Collected data entries:

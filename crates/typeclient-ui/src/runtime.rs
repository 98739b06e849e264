use std::cell::Cell;
use std::cell::RefCell;
use std::rc::{Rc, Weak};
use std::sync::atomic::{AtomicUsize, Ordering};
use std::sync::Arc;

use crate::collections::map::HashSet;
use crate::platform::{DefaultScheduler, RuntimeScheduler};

pub(crate) type ScopeId = usize;

static NEXT_SCOPE_ID: AtomicUsize = AtomicUsize::new(1);

fn next_scope_id() -> ScopeId {
    NEXT_SCOPE_ID.fetch_add(1, Ordering::Relaxed)
}

struct RuntimeInner {
    scheduler: Arc<dyn RuntimeScheduler>,
    needs_frame: Cell<bool>,
    invalid_scopes: RefCell<HashSet<ScopeId>>,
}

impl RuntimeInner {
    fn new(scheduler: Arc<dyn RuntimeScheduler>) -> Self {
        Self {
            scheduler,
            needs_frame: Cell::new(false),
            invalid_scopes: RefCell::new(HashSet::default()),
        }
    }

    fn schedule(&self) {
        self.needs_frame.set(true);
        self.scheduler.schedule_frame();
    }

    fn register_invalid_scope(&self, id: ScopeId) {
        let inserted = self.invalid_scopes.borrow_mut().insert(id);
        if inserted {
            self.schedule();
        }
    }

    fn mark_scope_recomposed(&self, id: ScopeId) {
        let mut invalid = self.invalid_scopes.borrow_mut();
        invalid.remove(&id);
        if invalid.is_empty() {
            self.needs_frame.set(false);
        }
    }
}

#[derive(Clone)]
pub struct Runtime {
    inner: Rc<RuntimeInner>,
}

impl Runtime {
    pub fn new(scheduler: Arc<dyn RuntimeScheduler>) -> Self {
        Self {
            inner: Rc::new(RuntimeInner::new(scheduler)),
        }
    }

    pub(crate) fn handle(&self) -> RuntimeHandle {
        RuntimeHandle(Rc::downgrade(&self.inner))
    }

    pub fn needs_frame(&self) -> bool {
        self.inner.needs_frame.get()
    }
}

impl Default for Runtime {
    fn default() -> Self {
        Self::new(Arc::new(DefaultScheduler))
    }
}

#[derive(Clone)]
pub(crate) struct RuntimeHandle(Weak<RuntimeInner>);

impl RuntimeHandle {
    pub(crate) fn register_invalid_scope(&self, id: ScopeId) {
        if let Some(inner) = self.0.upgrade() {
            inner.register_invalid_scope(id);
        }
    }

    pub(crate) fn mark_scope_recomposed(&self, id: ScopeId) {
        if let Some(inner) = self.0.upgrade() {
            inner.mark_scope_recomposed(id);
        }
    }
}

pub(crate) struct RecomposeScopeInner {
    id: ScopeId,
    runtime: RuntimeHandle,
    invalid: Cell<bool>,
}

/// Subscription target for reactive reads made during a render pass.
#[derive(Clone)]
pub(crate) struct RecomposeScope {
    inner: Rc<RecomposeScopeInner>,
}

impl RecomposeScope {
    pub(crate) fn new(runtime: RuntimeHandle) -> Self {
        Self {
            inner: Rc::new(RecomposeScopeInner {
                id: next_scope_id(),
                runtime,
                invalid: Cell::new(false),
            }),
        }
    }

    pub(crate) fn from_inner(inner: Rc<RecomposeScopeInner>) -> Self {
        Self { inner }
    }

    pub(crate) fn id(&self) -> ScopeId {
        self.inner.id
    }

    pub(crate) fn is_invalid(&self) -> bool {
        self.inner.invalid.get()
    }

    pub(crate) fn invalidate(&self) {
        if !self.inner.invalid.replace(true) {
            self.inner.runtime.register_invalid_scope(self.inner.id);
        }
    }

    /// Clears the invalid flag before a pass. Writes made during the pass
    /// invalidate the scope again and schedule another frame.
    pub(crate) fn begin_pass(&self) {
        if self.inner.invalid.replace(false) {
            self.inner.runtime.mark_scope_recomposed(self.inner.id);
        }
    }

    pub(crate) fn downgrade(&self) -> Weak<RecomposeScopeInner> {
        Rc::downgrade(&self.inner)
    }
}

impl RecomposeScopeInner {
    pub(crate) fn id(&self) -> ScopeId {
        self.id
    }
}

Problem to solve: Reply with the number of lines above in which the word "downgrade" appears, and with nothing else.

Exercise solution: 3